# What a Neighborhood Needs

## Introduction

### Background
There is a natural flow of customers between businesses. One might go from a hair salon to a nail salon.  One might stop for drinks after dancing.  Perhap after clothes shopping people like to grab coffee.  People will tend to go from one category of business to another. Ideally, near the one you will find the other.  You can find opportunity where this isn't the case.  For example if we can determine that people like to stop for bubble tea after shoe shopping, and we can find a neighborhood with shoe shop but without bubble tea, that might just be the right to invest in a new bubble tea shop.

### Problem
There are few steps to this analysis.
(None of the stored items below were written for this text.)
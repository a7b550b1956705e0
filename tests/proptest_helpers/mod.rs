#![allow(dead_code)]

use dimfuse::ir::{
    BoundingBox, Dimension, DimensionRelation, DimensionType, DrawingResult, LinkMethod,
    PipelineSummary, RelationId, RelationType, SymbolId, SymbolNode, TargetType,
};
use dimfuse::parse::classify_and_parse;
use proptest::prelude::*;
use proptest::strategy::BoxedStrategy;
use proptest::test_runner::{Config as ProptestConfig, FileFailurePersistence};

pub const ENGINES: [&str; 4] = ["edocr2", "paddleocr", "easyocr", "tesseract"];

pub fn proptest_config() -> ProptestConfig {
    let cases = std::env::var("PROPTEST_CASES")
        .ok()
        .and_then(|v| v.parse::<u32>().ok())
        .unwrap_or(64);

    let mut config = ProptestConfig::with_failure_persistence(FileFailurePersistence::WithSource(
        "proptest-regressions",
    ));
    config.cases = cases;
    config.max_shrink_iters = 1024;
    config
}

/// Coordinates on a quarter-pixel grid so JSON round-trips are exact.
fn coord(max: u32) -> BoxedStrategy<f64> {
    (0..=max * 4).prop_map(|v| v as f64 / 4.0).boxed()
}

pub fn arb_confidence() -> BoxedStrategy<f64> {
    (0u32..=100).prop_map(|v| v as f64 / 100.0).boxed()
}

/// A box with positive width and height inside a 2000x2000 page.
pub fn arb_bbox() -> BoxedStrategy<BoundingBox> {
    (coord(1900), coord(1900), 1u32..100, 1u32..100)
        .prop_map(|(x, y, w, h)| BoundingBox::new(x, y, x + w as f64, y + h as f64))
        .boxed()
}

pub fn arb_engine() -> BoxedStrategy<String> {
    prop::sample::select(ENGINES.to_vec())
        .prop_map(str::to_string)
        .boxed()
}

/// Dimension-like text: mostly well-formed callouts, some noise.
pub fn arb_dimension_text() -> BoxedStrategy<String> {
    prop_oneof![
        (1u32..500).prop_map(|v| format!("Ø{v}")),
        (1u32..500).prop_map(|v| format!("0{v}")),
        (1u32..100, 1u32..9).prop_map(|(v, t)| format!("{v}±0.{t}")),
        (3u32..48).prop_map(|v| format!("M{v}")),
        (1u32..50).prop_map(|v| format!("R{v}")),
        (1u32..180).prop_map(|v| format!("{v}°")),
        (1u32..2000).prop_map(|v| v.to_string()),
        "[A-Z]{2,6}",
    ]
    .boxed()
}

/// A parsed dimension as the pipeline would produce it.
pub fn arb_dimension(id: String) -> BoxedStrategy<Dimension> {
    (arb_bbox(), arb_dimension_text(), arb_confidence(), arb_engine())
        .prop_map(move |(bbox, text, confidence, engine)| {
            let (dimension_type, value, tolerance) = classify_and_parse(&text);
            let mut dim = Dimension::new(id.as_str(), bbox, text)
                .with_parsed(dimension_type, value)
                .with_confidence(confidence)
                .with_engine(engine);
            dim.tolerance = tolerance;
            dim
        })
        .boxed()
}

/// Dimensions with unique ids `d0`, `d1`, ...
pub fn arb_dimensions(max_len: usize) -> BoxedStrategy<Vec<Dimension>> {
    (0..=max_len)
        .prop_flat_map(|n| {
            (0..n)
                .map(|i| arb_dimension(format!("d{i}")))
                .collect::<Vec<_>>()
        })
        .boxed()
}

/// Dimensions that all come from one engine.
pub fn arb_single_engine_dimensions(max_len: usize) -> BoxedStrategy<Vec<Dimension>> {
    (arb_dimensions(max_len), arb_engine())
        .prop_map(|(dims, engine)| {
            dims.into_iter()
                .map(|d| d.with_engine(engine.clone()))
                .collect()
        })
        .boxed()
}

pub fn arb_symbols(max_len: usize) -> BoxedStrategy<Vec<SymbolNode>> {
    prop::collection::vec(arb_bbox(), 0..=max_len)
        .prop_map(|boxes| {
            boxes
                .into_iter()
                .enumerate()
                .map(|(i, bbox)| SymbolNode::new(format!("s{i}"), "hole", bbox))
                .collect()
        })
        .boxed()
}

fn arb_method() -> BoxedStrategy<LinkMethod> {
    prop::sample::select(vec![
        LinkMethod::DimensionLine,
        LinkMethod::ExtensionLine,
        LinkMethod::Proximity,
        LinkMethod::Manual,
    ])
    .boxed()
}

/// A result envelope whose relations point at its own dimensions.
pub fn arb_drawing_result(max_dims: usize) -> BoxedStrategy<DrawingResult> {
    arb_dimensions(max_dims)
        .prop_flat_map(|dims| {
            let n = dims.len();
            (
                Just(dims),
                prop::collection::vec((arb_method(), arb_confidence(), any::<bool>()), n),
            )
        })
        .prop_map(|(dims, links)| {
            let relations: Vec<DimensionRelation> = dims
                .iter()
                .zip(links)
                .map(|(dim, (method, confidence, has_target))| DimensionRelation {
                    id: RelationId::new(format!("rel-{}", dim.id)),
                    dimension_id: dim.id.clone(),
                    target_type: if has_target {
                        TargetType::Symbol
                    } else {
                        TargetType::None
                    },
                    target_id: has_target.then(|| SymbolId::new("s0")),
                    target_bbox: has_target.then(|| BoundingBox::new(0.0, 0.0, 10.0, 10.0)),
                    relation_type: RelationType::from(dim.dimension_type),
                    method,
                    confidence: if has_target { confidence } else { 0.0 },
                    direction: None,
                    notes: None,
                })
                .collect();
            DrawingResult {
                summary: PipelineSummary {
                    detections: dims.len(),
                    after_merge: dims.len(),
                    ..PipelineSummary::default()
                },
                dimensions: dims,
                relations,
            }
        })
        .boxed()
}

pub fn is_known_type(t: DimensionType) -> bool {
    t != DimensionType::Unknown
}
First we create a mapping of customer flow from one category of business to another.  Then we find geographic clusters of businesses to call our neighborhoods.  We can then analyze the categories and popularity of the businesses in each neighborhood to find out what categories of businesses would be expected popular next stops.  We then compare the expected hot categories to the categories existent in the neighborhood to find deficiencies. 

### Interest
The results of this analysis would be of interest to anyone considering starting a business, or investing in a new business and wants to know where existing customers will naturally feed into their business.  

## Data
### Data Source
For this project we restrict our area of interest to the city of Seattle, WA; my hometown.  We use Foursquare Places API https://developer.foursquare.com/docs/api to get information on various businesses. Foursquare has a remarkably complete dataset of businesses and other locations.  Specifically, we use Foursquare Places API `search` call to get a list of businesses and locations, called `venues` by the API. As the call is limited to 50 venues, we use the call in a tight grid across the city, aggregating and removing duplicates in the data.  The key pieces of information this gets us is the unique venue identifier, the primary category associated with the venue (e.g. "German Restaurant"), and the exact location. On each venue we get the number of likes with the `likes` call, and the categories of the next venues with the `nextvenue` call. The `nextvenue` call returns the 5 venues that are most commonly checked into immediately after checking into a given venue as long as 2 hours haven't passed between the checkins. 




In [None]:
import math

import pandas as pd
import numpy as np
import requests
!pip install foursquare
import foursquare
from project_lib import Project
import threading
import json
import pickle

To collect the full dataset, this notebook needs to be run once with `GET_FRESH_VENUES` and `CREATE_INITAL_DATAFRAME` set as `True` , and approximately 10 times with both set as `False`, each time space more than an hour apart. This is to work around the Foursquare hourly quota of 5000 regular calls. Getting the full dataset requires approximately 50000 total calls.  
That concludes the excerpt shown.